The Centre for Treatment and Rehabilitation of Narcotic Add icts in Macau 5
The initial campaign of fund-raising was a success. All sorts of means were used to raise money, such as soccer matches organized by the Public Security Police and Criminal Police, sales of various kinds, donations by Chinese, supporting clubs, etc. In all, enough money was raised to get the Centre running, and in addition Chinese business men, the American organization called CARE, Catholic welfare bodies and a number of other organizations donated large quantities of foodstuffs, tools, medicines and utensils of various kinds. It should be added here that in the years to follow the running of the Centre will be budgeted in the regular budget of the State under the item "Public welfare ", a sum of 37,200 patacas having been included in the 1962 budget to meet the expenses of the Centre; also, medicines are regularly furnished free to the Centre by the Macau Health Department.
The propaganda campaigns will continue from time to time, since it has been noticed that they should not be continuous, but repeated at intervals so that their efficacy be augmented.
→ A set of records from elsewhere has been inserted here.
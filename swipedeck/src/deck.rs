use alloc::vec::Vec;
use core::cell::Cell;

use crate::latch::{PrefetchDecision, PrefetchLatch};
use crate::{
    DeckOptions, DeckSnapshot, Direction, StackPose, SwipeTally, WindowEntry, stack_layout,
};

/// A headless stacked-card deck.
///
/// The deck owns a read-mostly view of the backing collection and the per-instance bookkeeping:
/// how many cards were decided on, the left/right tally, the live drag preview, the completion
/// latch and the prefetch latch. It holds no UI objects; the adapter layer feeds it gestures and
/// reads back the window and stack layout.
///
/// Every mutation re-runs the deck's effects (completion detection and the prefetch policy),
/// so callers never have to remember to "re-render".
#[derive(Clone, Debug)]
pub struct Deck<T> {
    options: DeckOptions,
    items: Vec<T>,
    consumed: usize,
    tally: SwipeTally,
    active_direction: Option<Direction>,
    all_consumed: bool,
    prefetch: PrefetchLatch,

    notify_depth: Cell<usize>,
    notify_pending: Cell<bool>,
}

impl<T> Deck<T> {
    /// Creates a deck over an initial backing collection.
    ///
    /// Effects run immediately, so an initially short collection triggers `on_load_more` right
    /// away.
    pub fn new(items: Vec<T>, options: DeckOptions) -> Self {
        ddebug!(
            items = items.len(),
            visible_count = options.visible_count,
            prefetch_threshold = options.prefetch_threshold,
            has_more = options.has_more,
            "Deck::new"
        );
        let mut deck = Self {
            options,
            items,
            consumed: 0,
            tally: SwipeTally::default(),
            active_direction: None,
            all_consumed: false,
            prefetch: PrefetchLatch::new(),
            notify_depth: Cell::new(0),
            notify_pending: Cell::new(false),
        };
        deck.run_effects();
        deck
    }

    pub fn options(&self) -> &DeckOptions {
        &self.options
    }

    pub fn set_options(&mut self, options: DeckOptions) {
        self.options = options;
        dtrace!(
            visible_count = self.options.visible_count,
            prefetch_threshold = self.options.prefetch_threshold,
            has_more = self.options.has_more,
            "Deck::set_options"
        );
        self.changed();
    }

    /// Clones the current options, applies `f`, then delegates to `set_options`.
    pub fn update_options(&mut self, f: impl FnOnce(&mut DeckOptions)) {
        let mut next = self.options.clone();
        f(&mut next);
        self.set_options(next);
    }

    pub fn set_visible_count(&mut self, visible_count: usize) {
        if self.options.visible_count == visible_count {
            return;
        }
        self.options.visible_count = visible_count;
        self.changed();
    }

    pub fn set_prefetch_threshold(&mut self, prefetch_threshold: usize) {
        if self.options.prefetch_threshold == prefetch_threshold {
            return;
        }
        self.options.prefetch_threshold = prefetch_threshold;
        self.changed();
    }

    pub fn set_has_more(&mut self, has_more: bool) {
        if self.options.has_more == has_more {
            return;
        }
        self.options.has_more = has_more;
        self.changed();
    }

    pub fn set_total_count(&mut self, total_count: Option<usize>) {
        if self.options.total_count == total_count {
            return;
        }
        self.options.total_count = total_count;
        self.changed();
    }

    pub fn set_on_load_more(&mut self, on_load_more: Option<impl Fn() + Send + Sync + 'static>) {
        self.options.on_load_more = on_load_more.map(|f| alloc::sync::Arc::new(f) as _);
        self.changed();
    }

    pub fn set_on_change(
        &mut self,
        on_change: Option<impl Fn(&DeckSnapshot) + Send + Sync + 'static>,
    ) {
        self.options.on_change = on_change.map(|f| alloc::sync::Arc::new(f) as _);
        self.notify();
    }

    /// Batches multiple updates into a single `on_change` notification.
    pub fn batch_update(&mut self, f: impl FnOnce(&mut Self)) {
        let depth = self.notify_depth.get();
        self.notify_depth.set(depth.saturating_add(1));

        f(self);

        let depth = self.notify_depth.get();
        debug_assert!(depth > 0, "notify_depth underflow");
        let next = depth.saturating_sub(1);
        self.notify_depth.set(next);

        if next == 0 && self.notify_pending.replace(false) {
            self.notify_now();
        }
    }

    pub fn items(&self) -> &[T] {
        &self.items
    }

    pub fn len(&self) -> usize {
        self.items.len()
    }

    pub fn is_empty(&self) -> bool {
        self.items.is_empty()
    }

    /// The item at an absolute index (a window key).
    pub fn item(&self, key: usize) -> Option<&T> {
        self.items.get(key)
    }

    /// Appends newly fetched items (a page) to the backing collection.
    pub fn extend_items(&mut self, items: impl IntoIterator<Item = T>) {
        let before = self.items.len();
        self.items.extend(items);
        if self.items.len() == before {
            return;
        }
        dtrace!(
            appended = self.items.len() - before,
            len = self.items.len(),
            "Deck::extend_items"
        );
        self.changed();
    }

    /// Replaces the backing collection wholesale.
    ///
    /// The consumed count is kept, clamped to the new length. The tally and the completion
    /// latch are left untouched.
    pub fn set_items(&mut self, items: Vec<T>) {
        self.items = items;
        if self.consumed > self.items.len() {
            dwarn!(
                consumed = self.consumed,
                len = self.items.len(),
                "Deck::set_items: backing collection shrank below consumed count; clamping"
            );
            self.consumed = self.items.len();
        }
        self.changed();
    }

    pub fn consumed(&self) -> usize {
        self.consumed
    }

    /// Unconsumed items currently loaded.
    pub fn remaining_count(&self) -> usize {
        self.items.len().saturating_sub(self.consumed)
    }

    pub fn tally(&self) -> SwipeTally {
        self.tally
    }

    pub fn total_count(&self) -> Option<usize> {
        self.options.total_count
    }

    pub fn has_more(&self) -> bool {
        self.options.has_more
    }

    pub fn is_all_consumed(&self) -> bool {
        self.all_consumed
    }

    /// Whether a "load more" request is outstanding.
    pub fn is_prefetch_pending(&self) -> bool {
        self.prefetch.is_pending()
    }

    pub fn active_direction(&self) -> Option<Direction> {
        self.active_direction
    }

    /// Updates the drag preview. This is never a commit.
    pub fn set_active_direction(&mut self, direction: Option<Direction>) {
        if self.active_direction == direction {
            return;
        }
        self.active_direction = direction;
        self.notify();
    }

    pub fn snapshot(&self) -> DeckSnapshot {
        DeckSnapshot {
            consumed: self.consumed,
            remaining: self.remaining_count(),
            total_count: self.options.total_count,
            tally: self.tally,
            active_direction: self.active_direction,
            all_consumed: self.all_consumed,
        }
    }

    /// Number of entries in the visible window: `min(visible_count, remaining)`.
    pub fn window_len(&self) -> usize {
        self.options.visible_count.min(self.remaining_count())
    }

    /// Iterates over the window bottom-to-top without allocations.
    ///
    /// The last entry visited is the interactive top card.
    pub fn for_each_window_entry<'a>(&'a self, mut f: impl FnMut(WindowEntry<&'a T>)) {
        let len = self.window_len();
        for offset in (0..len).rev() {
            let key = self.consumed + offset;
            f(WindowEntry {
                value: &self.items[key],
                key,
            });
        }
    }

    /// The window bottom-to-top (index 0 is the card reached last, the last index is the top).
    pub fn window(&self) -> Vec<WindowEntry<&T>> {
        let mut out = Vec::with_capacity(self.window_len());
        self.for_each_window_entry(|entry| out.push(entry));
        out
    }

    /// Stack poses matching [`Deck::window`] index for index.
    pub fn layout(&self) -> Vec<StackPose> {
        stack_layout(self.window_len(), self.options.spacing)
    }

    /// Pose of the window entry at `position` (bottom-to-top).
    pub fn pose_at(&self, position: usize) -> Option<StackPose> {
        let len = self.window_len();
        (position < len).then(|| StackPose::at(position, len, self.options.spacing))
    }

    /// The interactive top card.
    pub fn top(&self) -> Option<WindowEntry<&T>> {
        let key = self.consumed;
        self.items.get(key).map(|value| WindowEntry { value, key })
    }

    pub fn is_top(&self, key: usize) -> bool {
        key == self.consumed && key < self.items.len()
    }

    /// Advances the window by one card, clamped to the backing collection.
    ///
    /// Returns `false` (and changes nothing) when every loaded item is already consumed.
    pub fn consume_card(&mut self) -> bool {
        let next = (self.consumed + 1).min(self.items.len());
        if next == self.consumed {
            return false;
        }
        self.consumed = next;
        dtrace!(consumed = self.consumed, "Deck::consume_card");
        self.changed();
        true
    }

    /// Increments exactly the counter named by `direction`.
    pub fn update_swipe_counts(&mut self, direction: Direction) {
        self.tally.record(direction);
        dtrace!(
            ?direction,
            left = self.tally.left,
            right = self.tally.right,
            "Deck::update_swipe_counts"
        );
        self.notify();
    }

    /// Commits a decision on the top card: advances the window, then updates the tally.
    ///
    /// Returns the key of the decided card, or `None` if there was no card to decide on (in
    /// which case nothing changes).
    pub fn record_decision(&mut self, direction: Direction) -> Option<usize> {
        let key = self.consumed;
        let mut advanced = false;
        self.batch_update(|deck| {
            advanced = deck.consume_card();
            if advanced {
                deck.update_swipe_counts(direction);
            }
        });
        advanced.then_some(key)
    }

    /// Re-runs the deck's effects without changing any input.
    ///
    /// Effects are idempotent: with unchanged inputs this never triggers a second load.
    pub fn refresh(&mut self) {
        self.run_effects();
    }

    fn changed(&mut self) {
        self.run_effects();
        self.notify();
    }

    fn run_effects(&mut self) {
        self.update_all_consumed();
        self.update_prefetch();
    }

    fn update_all_consumed(&mut self) {
        if self.all_consumed {
            return;
        }
        let Some(total) = self.options.total_count else {
            return;
        };
        if self.consumed >= total {
            self.all_consumed = true;
            ddebug!(consumed = self.consumed, total, "Deck: all cards consumed");
        }
    }

    fn update_prefetch(&mut self) {
        let was_pending = self.prefetch.is_pending();
        let remaining = self.remaining_count();
        let decision = self.prefetch.evaluate(
            self.options.can_load_more(),
            remaining,
            self.options.prefetch_threshold,
        );

        match decision {
            PrefetchDecision::Trigger => {
                ddebug!(
                    remaining,
                    threshold = self.options.prefetch_threshold,
                    "Deck: requesting more items"
                );
                if let Some(on_load_more) = self.options.on_load_more.clone() {
                    on_load_more();
                }
            }
            PrefetchDecision::Pending => {}
            PrefetchDecision::Idle => {
                if was_pending {
                    dtrace!(remaining, "Deck: prefetch latch cleared");
                }
            }
        }
    }

    fn notify_now(&self) {
        if let Some(cb) = &self.options.on_change {
            cb(&self.snapshot());
        }
    }

    fn notify(&self) {
        if self.notify_depth.get() > 0 {
            self.notify_pending.set(true);
            return;
        }
        self.notify_now();
    }
}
In order also to make the situation better known inside and outside Macau, the Board publishes a monthly report (Relatorio) on its activities.
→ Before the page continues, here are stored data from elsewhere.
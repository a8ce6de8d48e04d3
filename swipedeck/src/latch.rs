/// What the prefetch effect decided on one evaluation.
#[derive(Clone, Copy, Debug, PartialEq, Eq)]
pub enum PrefetchDecision {
    /// `on_load_more` must be invoked now (the latch was just set).
    Trigger,
    /// Below threshold, but a request is already outstanding.
    Pending,
    /// Nothing to do; the latch is clear.
    Idle,
}

/// One-shot latch that makes the "load more" trigger edge-triggered.
///
/// The latch is set when the remaining count first crosses the threshold and stays set until the
/// remaining count rises above the threshold again (or pagination is disabled). A failed fetch
/// does not clear it.
#[derive(Clone, Copy, Debug, Default, PartialEq, Eq)]
pub struct PrefetchLatch {
    pending: bool,
}

impl PrefetchLatch {
    pub fn new() -> Self {
        Self::default()
    }

    pub fn is_pending(&self) -> bool {
        self.pending
    }

    pub fn clear(&mut self) {
        self.pending = false;
    }

    /// Runs one evaluation of the prefetch effect.
    ///
    /// `can_load` is `has_more && on_load_more.is_some()`.
    pub fn evaluate(&mut self, can_load: bool, remaining: usize, threshold: usize) -> PrefetchDecision {
        if !can_load {
            self.pending = false;
            return PrefetchDecision::Idle;
        }

        if remaining <= threshold {
            if self.pending {
                return PrefetchDecision::Pending;
            }
            self.pending = true;
            return PrefetchDecision::Trigger;
        }

        self.pending = false;
        PrefetchDecision::Idle
    }
}
// Example: window, fan layout, decisions and an edge-triggered "load more".
use std::sync::Arc;
use std::sync::atomic::{AtomicUsize, Ordering};

use swipedeck::{Deck, DeckOptions, Direction};

fn main() {
    let requests = Arc::new(AtomicUsize::new(0));
    let r = Arc::clone(&requests);
    let mut deck = Deck::new(
        (1..=12).collect::<Vec<u32>>(),
        DeckOptions::new()
            .with_has_more(true)
            .with_prefetch_threshold(8)
            .with_on_load_more(Some(move || {
                r.fetch_add(1, Ordering::Relaxed);
            })),
    );

    let layout = deck.layout();
    for (entry, pose) in deck.window().iter().zip(&layout) {
        println!(
            "key={} value={} z={} y={} rotate={}",
            entry.key, entry.value, pose.z_index, pose.pos_y, pose.rotate
        );
    }

    for direction in [Direction::Left, Direction::Right, Direction::Left, Direction::Left] {
        deck.record_decision(direction);
        println!(
            "consumed={} remaining={} tally={:?} load_requests={}",
            deck.consumed(),
            deck.remaining_count(),
            deck.tally(),
            requests.load(Ordering::Relaxed)
        );
    }

    // The next page arrives.
    deck.extend_items(13..=24);
    println!(
        "after page: remaining={} pending={}",
        deck.remaining_count(),
        deck.is_prefetch_pending()
    );
}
The island of Taipa has an area of four square kilo-metres. The journey to the city takes about thirty minutes by the regular ferry. The island is a pleasant spot; the Centre is situated high up, looking towards the sea, and is thus in the healthiest possible situation. The island is administratively under a civil chief who has nothing to do with the Centre. The administration of the Centre is under the direction of the police, the administrative director being the police superintendent. There are several buildings: the main building was formerly used to house the Taipa police. The largest building has two floors.
On the first floor, in the left wing, are the administrative offices (director's office, the secretariat, store rooms, dormitory for the staff, etc.); in the right wing, in addition to the doctor's consulting room, the dispensary and toilets, there are dormitories for the patients.
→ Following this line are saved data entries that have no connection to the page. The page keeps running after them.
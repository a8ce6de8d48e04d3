use crate::*;

use std::sync::atomic::{AtomicUsize, Ordering};
use std::sync::{Arc, Mutex};

use swipedeck_adapter::GesturePhase;

fn init_tracing() {
    let _ = tracing_subscriber::fmt()
        .with_env_filter(tracing_subscriber::EnvFilter::from_default_env())
        .with_test_writer()
        .try_init();
}

fn sub(i: usize) -> Subscription {
    Subscription {
        id: Some(format!("sub-{i}")),
        title: Some(format!("Channel {i}")),
        ..Subscription::default()
    }
}

fn page(range: std::ops::Range<usize>, next: Option<&str>, total: Option<usize>) -> Page<Subscription> {
    Page {
        items: range.map(sub).collect(),
        next_page_token: next.map(str::to_owned),
        total_count: total,
    }
}

/// Two pages: 20 items then 5, 25 in total.
fn two_page_source(
    calls: Arc<AtomicUsize>,
) -> impl FnMut(Option<&str>) -> Result<Page<Subscription>, FetchError> {
    move |token: Option<&str>| {
        calls.fetch_add(1, Ordering::Relaxed);
        match token {
            None => Ok(page(0..20, Some("p1"), Some(25))),
            Some("p1") => Ok(page(20..25, None, Some(25))),
            Some(other) => Err(FetchError::Status {
                status: 400,
                message: format!("unknown token {other}"),
            }),
        }
    }
}

#[derive(Default)]
struct RecordingUnsubscriber {
    ids: Mutex<Vec<String>>,
    fail: bool,
}

impl Unsubscriber for RecordingUnsubscriber {
    fn unsubscribe(&self, id: &str) -> Result<(), UnsubscribeError> {
        self.ids.lock().unwrap().push(id.to_owned());
        if self.fail {
            return Err(UnsubscribeError::Rejected {
                id: id.to_owned(),
                status: 500,
            });
        }
        Ok(())
    }
}

fn decide<S>(session: &mut ReviewSession<S>, direction: Direction, now_ms: u64) {
    assert!(session.swipe(direction, now_ms));
    let mut now = now_ms;
    loop {
        now += 16;
        match session.tick(now) {
            TickOutcome::Committed { .. } => return,
            TickOutcome::Animating { .. } => {}
            other => panic!("unexpected tick outcome {other:?}"),
        }
    }
}

#[test]
fn format_compact_matches_english_compact_notation() {
    assert_eq!(format_compact(0.0), "0");
    assert_eq!(format_compact(12.34), "12.3");
    assert_eq!(format_compact(999.0), "999");
    assert_eq!(format_compact(1000.0), "1K");
    assert_eq!(format_compact(1234.0), "1.2K");
    assert_eq!(format_compact(15_400.0), "15.4K");
    assert_eq!(format_compact(999_999.0), "1M");
    assert_eq!(format_compact(1_500_000.0), "1.5M");
    assert_eq!(format_compact(2_000_000_000.0), "2B");
    assert_eq!(format_compact(-1234.0), "-1.2K");
    assert_eq!(format_compact(f64::NAN), "");
    assert_eq!(format_compact(f64::INFINITY), "");
}

#[test]
fn format_compact_str_rejects_blank_and_garbage() {
    assert_eq!(format_compact_str(None), "");
    assert_eq!(format_compact_str(Some("")), "");
    assert_eq!(format_compact_str(Some("   ")), "");
    assert_eq!(format_compact_str(Some("lots")), "");
    assert_eq!(format_compact_str(Some(" 48200 ")), "48.2K");
}

#[test]
fn subscription_page_parses_camel_case_json() {
    let json = r#"{
        "nextPageToken": "CAUQAA",
        "pageInfo": { "totalResults": 42, "resultsPerPage": 20 },
        "items": [{
            "id": "abc",
            "title": "Rust Channel",
            "channelId": "UC123",
            "thumbnails": { "medium": { "url": "https://img/m.jpg" } },
            "contentDetail": { "totalItemCount": 120, "newItemCount": 3 },
            "channel": {
                "statistics": { "subscriberCount": "1520000", "videoCount": "830" },
                "country": "KR"
            }
        }, {}]
    }"#;
    let parsed = SubscriptionPage::from_json(json).unwrap();
    let page: Page<Subscription> = parsed.into();
    assert_eq!(page.total_count, Some(42));
    assert_eq!(page.next_page_token.as_deref(), Some("CAUQAA"));
    assert_eq!(page.items.len(), 2);

    let first = &page.items[0];
    assert_eq!(first.id.as_deref(), Some("abc"));
    assert_eq!(first.thumbnail_url(), Some("https://img/m.jpg"));
    assert_eq!(first.channel_url().as_deref(), Some("https://youtube.com/channel/UC123"));
    assert_eq!(page.items[1], Subscription::default());
}

#[test]
fn subscription_page_rejects_malformed_json() {
    let err = SubscriptionPage::from_json("{ not json").unwrap_err();
    assert!(matches!(err, FetchError::Decode(_)));
}

#[test]
fn empty_next_token_ends_pagination() {
    let page: Page<Subscription> = SubscriptionPage {
        next_page_token: Some(String::new()),
        ..SubscriptionPage::default()
    }
    .into();
    assert!(page.next_page_token.is_none());
    assert!(page.items.is_empty());
}

#[test]
fn paged_feed_walks_pages_until_exhausted() {
    let calls = Arc::new(AtomicUsize::new(0));
    let mut feed = PagedFeed::new(two_page_source(Arc::clone(&calls)));
    assert!(feed.has_more());
    assert_eq!(feed.total_count(), None);

    let first: Vec<Subscription> = feed.load_more().unwrap();
    assert_eq!(first.len(), 20);
    assert_eq!(feed.total_count(), Some(25));
    assert!(feed.has_more());

    let second: Vec<Subscription> = feed.load_more().unwrap();
    assert_eq!(second[0].id.as_deref(), Some("sub-20"));
    assert!(!feed.has_more());
    assert_eq!(feed.pages_loaded(), 2);
    assert_eq!(feed.items_loaded(), 25);

    let none: Vec<Subscription> = feed.load_more().unwrap();
    assert!(none.is_empty());
    assert_eq!(calls.load(Ordering::Relaxed), 2);
}

#[test]
fn paged_feed_keeps_cursor_after_failure() {
    let mut fail_next = true;
    let mut feed = PagedFeed::new(move |token: Option<&str>| {
        if std::mem::take(&mut fail_next) {
            return Err(FetchError::Transport("connection reset".to_owned()));
        }
        assert!(token.is_none());
        Ok(page(0..3, None, Some(3)))
    });

    let err = feed.load_more::<Subscription>().unwrap_err();
    assert_eq!(err.to_string(), "transport failure: connection reset");
    assert_eq!(feed.pages_loaded(), 0);
    assert!(feed.has_more());

    assert_eq!(feed.load_more::<Subscription>().unwrap().len(), 3);
    assert!(!feed.has_more());
}

#[test]
fn session_loads_first_page_through_prefetch_and_pages_on_demand() {
    init_tracing();
    let calls = Arc::new(AtomicUsize::new(0));
    let unsubscriber = Arc::new(RecordingUnsubscriber::default());
    let mut session = ReviewSession::new(
        two_page_source(Arc::clone(&calls)),
        unsubscriber.clone(),
        &SessionConfig::default(),
    );

    assert!(session.is_load_requested());
    assert!(session.deck().is_empty());
    assert!(session.score().is_none());

    assert_eq!(session.pump().unwrap(), 20);
    assert_eq!(session.deck().total_count(), Some(25));
    assert!(session.deck().has_more());
    assert!(!session.is_load_requested());
    assert_eq!(session.frames().len(), 5);

    // Nothing outstanding: pumping is a no-op.
    assert_eq!(session.pump().unwrap(), 0);
    assert_eq!(calls.load(Ordering::Relaxed), 1);

    let mut now = 0;
    for i in 0..10 {
        let direction = if i % 2 == 0 { Direction::Left } else { Direction::Right };
        decide(&mut session, direction, now);
        now += 1000;
    }
    assert_eq!(session.deck().remaining_count(), 10);
    assert!(session.is_load_requested());

    assert_eq!(session.pump().unwrap(), 5);
    assert!(!session.deck().has_more());
    assert_eq!(session.deck().len(), 25);
    assert_eq!(calls.load(Ordering::Relaxed), 2);

    assert_eq!(
        *unsubscriber.ids.lock().unwrap(),
        ["sub-0", "sub-2", "sub-4", "sub-6", "sub-8"]
    );
    assert_eq!(session.failed_unsubscribes(), 0);

    let score = session.score().unwrap();
    assert_eq!(score.progress_label(), "10 / 25");
    assert_eq!(score.unsubscribed, 5);
    assert_eq!(score.kept, 5);
    assert_eq!(score.unsubscribed_share, 0.5);
    assert!(!score.completed);
}

#[test]
fn session_completes_after_last_decision() {
    let calls = Arc::new(AtomicUsize::new(0));
    let mut session = ReviewSession::new(
        two_page_source(Arc::clone(&calls)),
        Arc::new(RecordingUnsubscriber::default()),
        &SessionConfig::default(),
    );
    session.pump().unwrap();

    let mut now = 0;
    for _ in 0..25 {
        session.pump().unwrap();
        decide(&mut session, Direction::Right, now);
        now += 1000;
    }
    assert!(session.score().unwrap().completed);
    assert!(session.frames().is_empty());
    assert!(!session.swipe(Direction::Left, now));
}

#[test]
fn failed_unsubscribe_is_logged_not_rolled_back() {
    init_tracing();
    let unsubscriber = Arc::new(RecordingUnsubscriber {
        fail: true,
        ..RecordingUnsubscriber::default()
    });
    let mut session = ReviewSession::new(
        two_page_source(Arc::new(AtomicUsize::new(0))),
        unsubscriber.clone(),
        &SessionConfig::default(),
    );
    session.pump().unwrap();

    decide(&mut session, Direction::Left, 0);
    assert_eq!(session.failed_unsubscribes(), 1);
    assert_eq!(session.deck().consumed(), 1);
    assert_eq!(session.deck().tally(), SwipeTally { left: 1, right: 0 });
    assert_eq!(session.deck().top().unwrap().value.id.as_deref(), Some("sub-1"));
}

#[test]
fn subscription_without_id_is_skipped() {
    let unsubscriber = Arc::new(RecordingUnsubscriber::default());
    let mut session = ReviewSession::new(
        |_: Option<&str>| -> Result<Page<Subscription>, FetchError> {
            Ok(Page {
                items: vec![Subscription::default(), sub(1)],
                next_page_token: None,
                total_count: Some(2),
            })
        },
        unsubscriber.clone(),
        &SessionConfig::default(),
    );
    session.pump().unwrap();

    decide(&mut session, Direction::Left, 0);
    decide(&mut session, Direction::Left, 1000);
    assert_eq!(*unsubscriber.ids.lock().unwrap(), ["sub-1"]);
    assert!(session.score().unwrap().completed);
}

#[test]
fn failed_fetch_leaves_prefetch_latched() {
    init_tracing();
    let calls = Arc::new(AtomicUsize::new(0));
    let c = Arc::clone(&calls);
    let mut session = ReviewSession::new(
        move |_: Option<&str>| -> Result<Page<Subscription>, FetchError> {
            c.fetch_add(1, Ordering::Relaxed);
            Err(FetchError::Status {
                status: 503,
                message: "unavailable".to_owned(),
            })
        },
        Arc::new(RecordingUnsubscriber::default()),
        &SessionConfig::default(),
    );

    assert!(session.pump().is_err());
    assert!(session.deck().is_prefetch_pending());
    assert!(!session.is_load_requested());
    assert_eq!(session.pump().unwrap(), 0);
    assert_eq!(calls.load(Ordering::Relaxed), 1);
}

#[test]
fn background_tint_follows_drag_preview() {
    let mut session = ReviewSession::new(
        two_page_source(Arc::new(AtomicUsize::new(0))),
        Arc::new(RecordingUnsubscriber::default()),
        &SessionConfig::default(),
    );
    session.pump().unwrap();
    assert_eq!(session.background_tint(), BackgroundTint::default());

    assert!(session.on_drag_start());
    session.on_drag(-140.0, 0.0, 0);
    assert!(session.background_tint().left_highlighted);
    assert!(!session.background_tint().right_highlighted);
    session.on_drag(130.0, 0.0, 16);
    assert!(session.background_tint().right_highlighted);

    assert_eq!(
        session.on_drag_end(32),
        ReleaseOutcome::Commit(Direction::Right)
    );
    assert_eq!(session.background_tint(), BackgroundTint::default());
    assert_eq!(
        session.controller().phase(),
        GesturePhase::Committing(Direction::Right)
    );
}

#[test]
fn session_config_defaults_and_overrides() {
    let config = SessionConfig::from_json_str("{}").unwrap();
    assert_eq!(config, SessionConfig::default());
    assert_eq!(config.visible_count, 5);
    assert_eq!(config.prefetch_threshold, 10);
    assert_eq!(config.dead_zone, 100.0);
    assert_eq!(config.spring_stiffness, 400.0);
    assert_eq!(config.spring_damping, 30.0);

    let config =
        SessionConfig::from_json_str(r#"{ "visible_count": 3, "dead_zone": 60, "viewport_width": 390 }"#)
            .unwrap();
    assert_eq!(config.deck_options().visible_count, 3);
    assert_eq!(config.gesture_options().dead_zone, 60.0);
    assert_eq!(config.viewport_width, Some(390.0));
}

#[test]
fn session_config_rejects_bad_values() {
    let err = SessionConfig::from_json_str(r#"{ "visible_count": 0 }"#).unwrap_err();
    assert!(matches!(
        err,
        ConfigError::Invalid {
            field: "visible_count",
            ..
        }
    ));

    let err = SessionConfig::from_json_str(r#"{ "spring_mass": -1 }"#).unwrap_err();
    assert_eq!(
        err.to_string(),
        "invalid session config: `spring_mass` must be positive"
    );

    assert!(matches!(
        SessionConfig::from_json_str(r#"{ "visible_count": "five" }"#),
        Err(ConfigError::Parse(_))
    ));
}

#[test]
fn card_content_view_formats_channel_stats() {
    let json = r#"{
        "id": "abc",
        "title": "Rust Channel",
        "description": "   ",
        "channelId": "UC123",
        "thumbnails": { "high": { "url": "https://img/h.jpg" } },
        "contentDetail": { "newItemCount": 1234 },
        "channel": {
            "statistics": { "subscriberCount": "1520000", "videoCount": "830" },
            "country": "KR",
            "bannerExternalUrl": "https://img/banner.jpg"
        }
    }"#;
    let item: Subscription = serde_json::from_str(json).unwrap();
    let view = CardContentView::new(&item);

    assert_eq!(view.title, "Rust Channel");
    assert_eq!(view.description, None);
    assert_eq!(view.backdrop_url.as_deref(), Some("https://img/banner.jpg"));
    assert_eq!(view.avatar_url.as_deref(), Some("https://img/h.jpg"));
    let values: Vec<(&str, &str)> = view
        .stats
        .iter()
        .map(|s| (s.label, s.value.as_str()))
        .collect();
    assert_eq!(
        values,
        [
            ("new videos", "1.2K"),
            ("videos", "830"),
            ("country", "KR"),
            ("subscribers", "1.5M"),
        ]
    );
}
In the left wing of the second floor there is a women's section with dormitories, toilets and a veranda. On the same floor and in the same wing there is a library for the use of the inmates which is under the supervision of a convalescent patient. On the right wing of this floor there are men's dormitories and a barber's shop.
About fifty metres away from this building there is another building with only one floor used by auxiliary services - namely, the kitchen, the electric generator and the detention cells.
In a former shed close to the beach which has been largely rebuilt by the present inmates, there are workshops for tailoring and the making of baskets, brooms, mats and shoes out of tyres, and leather goods; the knowledge and professional skill of many of the patients are thus made use of and improved. This department today constitutes a useful centre for occupational therapy.
Farther off, at an isolated point on the road from the headquarters of the Social Rehabilitation Centre to the landing jetty, alterations are being made to the former Home for Beggars and Vagrants, which comprises two buildings each containing four spacious rooms.
Patients suffering from mental disorders, tuberculosis, and other diseases requiring them to be isolated will be accommodated here.
It is also proposed to install in this building a small plant for making fitas de massa, a kind of macaroni which in this region is commonly used in the preparation of soup.
As mentioned before, the administration of the Centre does not come under the administrative authority of the Taipa Island, but is autonomous. Thus the Director of the Centre is a police superintendent: Police Inspector Manuel Pinto Cardoso. He has a staff of nine men who perform the various administrative duties such as secretary, caterer, assistant caterer, registry clerk, foreman in charge of work, chief cook, and quartermaster. These men are members of the Public Security Police. The technical staff, on the other hand, comes under the Department of Health and Welfare. The Clinical Director, Dr. A. Cotta Guerra, co-author of the present article, is the psychiatrist of the public health services of Macau. Dr. Cotta Guerra is in charge of the technical aspect of treatment of drug addiction. There is also a resident medical adviser, who lives on the island and is fully employed in the Centre. He takes care of the ailments from which the inmates may suffer in addition to their addiction. He is Dr. E. Fialho. Finally there is a male nurse named Antonio Fong, who is Sino-Portuguese, an ex-addict and very enthusiastic in the work. This nurse comes under the police administration.
In addition to the above-mentioned staff there are inmates who act as foremen and cooks and receive a monthly pay.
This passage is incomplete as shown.